Definition 1. Let $V$ be a $k$-vector space. A bilinear form on $V$ is a map $B : V \times V \longrightarrow k$ such that for every $\alpha_1, \alpha_2 \in k$ and $v_1,v_2,v \in V$ we have

1) $B(\alpha_1v_1+\alpha_2v_2, v)=\alpha_1B(v_1,v)+ \alpha_2B(v_2,v),$

2) $B(v, \alpha_1v_1+\alpha_2v_2)=\alpha_1B(v,v_1)+\alpha_2B(v,v_2).$

Definition 2. Let $B$ be a bilinear form on a vector space $V.$ we say that $B$ is non-degenerate if $B(v,w)=0, \ \forall v \in V,$ implies $w=0.$ If $\{v_1, \ldots , v_n \}$ is a basis for $V,$ then the $n \times n$ matrix whose $(i,j)$-entry is $B(v_i,v_j)$ is called the matrix of $B$ with respect to that basis of $V.$

Theorem. Let $V$ be a finite dimensional vector space with a bilinear form $B.$ Then $B$ is non-degenerate if and only if  the matrix of $B$ is invertible.
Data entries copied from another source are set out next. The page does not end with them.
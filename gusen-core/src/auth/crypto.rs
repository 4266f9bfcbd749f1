use std::{fmt, str::FromStr, sync::Arc};

use argon2::{
    Algorithm, Argon2, Params, ParamsBuilder, Version,
    password_hash::{
        PasswordHash, PasswordHasher, PasswordVerifier, SaltString,
    },
};
use constant_time_eq::constant_time_eq;
use password_hash::Error as PasswordHashError;
use rand::{TryRngCore, rngs::OsRng};
use serde::{Deserialize, Serialize};
use sha1::{Digest, Sha1};
use thiserror::Error;
use zeroize::Zeroizing;

#[derive(Debug, Error)]
pub enum CredentialError {
    #[error("invalid Argon2 parameters: {0}")]
    InvalidArgon2Params(String),
    #[error("credential hashing error: {0}")]
    Hash(String),
    #[error("unknown credential scheme '{0}'")]
    UnknownScheme(String),
}

impl From<PasswordHashError> for CredentialError {
    fn from(err: PasswordHashError) -> Self {
        CredentialError::Hash(err.to_string())
    }
}

/// Which digest format passwords and PINs are stored in.
#[derive(
    Debug, Clone, Copy, Default, PartialEq, Eq, Serialize, Deserialize,
)]
#[serde(rename_all = "lowercase")]
pub enum CredentialScheme {
    /// Unsalted SHA-1, lowercase hex. Matches records written by the legacy
    /// back office.
    #[default]
    Sha1,
    /// Salted Argon2id PHC strings.
    Argon2id,
}

impl FromStr for CredentialScheme {
    type Err = CredentialError;

    fn from_str(raw: &str) -> Result<Self, Self::Err> {
        match raw.trim().to_ascii_lowercase().as_str() {
            "sha1" | "legacy" => Ok(CredentialScheme::Sha1),
            "argon2" | "argon2id" => Ok(CredentialScheme::Argon2id),
            other => Err(CredentialError::UnknownScheme(other.to_string())),
        }
    }
}

impl fmt::Display for CredentialScheme {
    fn fmt(&self, f: &mut fmt::Formatter<'_>) -> fmt::Result {
        match self {
            CredentialScheme::Sha1 => f.write_str("sha1"),
            CredentialScheme::Argon2id => f.write_str("argon2id"),
        }
    }
}

/// One-way transform for passwords and PINs.
pub trait CredentialHasher: Send + Sync + fmt::Debug {
    fn scheme(&self) -> CredentialScheme;

    /// Produce the storable digest of `secret`.
    fn digest(&self, secret: &str) -> Result<String, CredentialError>;

    /// Check `secret` against a stored digest. A digest this scheme cannot
    /// parse is a mismatch, not an error.
    fn verify(&self, secret: &str, digest: &str) -> Result<bool, CredentialError>;
}

/// Build the hasher for a configured scheme.
pub fn hasher_for(
    scheme: CredentialScheme,
) -> Result<Arc<dyn CredentialHasher>, CredentialError> {
    Ok(match scheme {
        CredentialScheme::Sha1 => Arc::new(LegacySha1Hasher),
        CredentialScheme::Argon2id => Arc::new(Argon2Hasher::new()?),
    })
}

#[derive(Debug, Clone, Copy, Default)]
pub struct LegacySha1Hasher;

impl LegacySha1Hasher {
    /// Deterministic: the same secret always yields the same 40-char digest.
    pub fn hex_digest(secret: &str) -> String {
        hex::encode(Sha1::digest(secret.as_bytes()))
    }
}

impl CredentialHasher for LegacySha1Hasher {
    fn scheme(&self) -> CredentialScheme {
        CredentialScheme::Sha1
    }

    fn digest(&self, secret: &str) -> Result<String, CredentialError> {
        Ok(Self::hex_digest(secret))
    }

    fn verify(&self, secret: &str, digest: &str) -> Result<bool, CredentialError> {
        let computed = Zeroizing::new(Self::hex_digest(secret));
        let stored = digest.trim().to_ascii_lowercase();
        Ok(constant_time_eq(computed.as_bytes(), stored.as_bytes()))
    }
}

pub struct Argon2Hasher {
    argon2: Argon2<'static>,
}

impl fmt::Debug for Argon2Hasher {
    fn fmt(&self, f: &mut fmt::Formatter<'_>) -> fmt::Result {
        f.debug_struct("Argon2Hasher").finish_non_exhaustive()
    }
}

impl Argon2Hasher {
    const DEFAULT_MEMORY_KIB: u32 = 64 * 1024;
    const DEFAULT_ITERATIONS: u32 = 3;
    const DEFAULT_PARALLELISM: u32 = 1;
    const SALT_LENGTH: usize = password_hash::Salt::RECOMMENDED_LENGTH;

    pub fn new() -> Result<Self, CredentialError> {
        Self::with_params(
            ParamsBuilder::new()
                .m_cost(Self::DEFAULT_MEMORY_KIB)
                .t_cost(Self::DEFAULT_ITERATIONS)
                .p_cost(Self::DEFAULT_PARALLELISM)
                .output_len(32)
                .build()
                .map_err(|err| {
                    CredentialError::InvalidArgon2Params(err.to_string())
                })?,
        )
    }

    /// Caller-specified cost parameters, e.g. cheap ones in tests.
    pub fn with_params(params: Params) -> Result<Self, CredentialError> {
        Ok(Self {
            argon2: Argon2::new(Algorithm::Argon2id, Version::default(), params),
        })
    }
}

impl CredentialHasher for Argon2Hasher {
    fn scheme(&self) -> CredentialScheme {
        CredentialScheme::Argon2id
    }

    fn digest(&self, secret: &str) -> Result<String, CredentialError> {
        let mut salt_bytes = [0u8; Self::SALT_LENGTH];
        OsRng
            .try_fill_bytes(&mut salt_bytes)
            .map_err(|err| CredentialError::Hash(err.to_string()))?;
        let salt = SaltString::encode_b64(&salt_bytes)?;
        let hash = self.argon2.hash_password(secret.as_bytes(), &salt)?;
        Ok(hash.to_string())
    }

    fn verify(&self, secret: &str, digest: &str) -> Result<bool, CredentialError> {
        let Ok(parsed) = PasswordHash::new(digest) else {
            tracing::debug!("stored digest is not a PHC string");
            return Ok(false);
        };
        Ok(self.argon2.verify_password(secret.as_bytes(), &parsed).is_ok())
    }
}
Proof.  Choose a basis $\{v_1, \ldots , v_n \}$ for $V.$ Let $[B]$ be the matrix of $B.$ Then $[B] \bold{x}=\bold{0},$ for some $\bold{x} \in k^n,$ if and only if $\sum_{j=1}^n B(v_i,v_j)x_j=0,$ for all $1 \leq i \leq n,$ where $x_j$ is the $j$-th coordinate of $\bold{x}.$ Thus $[B] \bold{x}=\bold{0}$ if and only if $B(v_i, \sum_{j=1}^n x_jv_j)=0,$ for all $1 \leq i \leq n,$ if and only if $B(v, \sum_{j=1}^n x_j v_j)=0,$ for all $v \in V.$ Hence $[B] \bold{x}=\bold{0}$ has a non-zero solution for $\bold{x}$ if and only if there exists $0 \neq w \in V$ such that $B(v,w)=0$ for all $v \in V.$ Thus $[B]$ is not invertible if and only if $B$ is not non-degenerate. $\Box$

Remark. Since $[B]$ is invertible if and only if $[B]^T,$ the transpose of $[B],$ is invertible, a similar argument to the above theorem gives us that $B$ is non-degenerate if and only if $B(w,v)=0, \ \forall v \in V,$ implies $w=0.$

Definition 3. A finite dimensional $k$-algebra $A$ is called a Frobenius algebra if $A,$ as a $k$-vector space, has a non-degenerate bilinear form $B$ such that $B(xy,z)=B(x,yz),$ for all $x,y,z \in A.$

Example. Let $A=M_n(k),$ the algebra of $n \times n$ matrices with entries in $k.$ Then $A$ is a Frobenius $k$-algebra.

Proof. Define $B : A \times A \longrightarrow k$ by $B(x,y)=\text{Tr}(xy),$ the trace of $xy.$ It is clear that $B$ is a bilinear form. To prove that $B$ is non-degenerate, suppose that $B(x,y)=0$ for all $x \in A.$ So $\text{Tr}(xy)=0$ for all $x \in A.$ Let $e_{ij}$ be the element of $A$ with $(i,j)$-entry $1$ and $0$ anywhere else. Let $y_{ij}$ be the $(i,j)$-entry of $y.$ Let $1 \leq r,s \leq n$ and let $x = e_{rs}.$ Then $0=\text{Tr}(xy)=y_{sr}$ and so $y=0.$ This proves that $B$ is non-degenerate. Finally, for any $x,y,z \in A,$ we have $B(xy,z)=\text{Tr}((xy)z)=\text{Tr}(x(yz))=B(x,yz). \ \Box$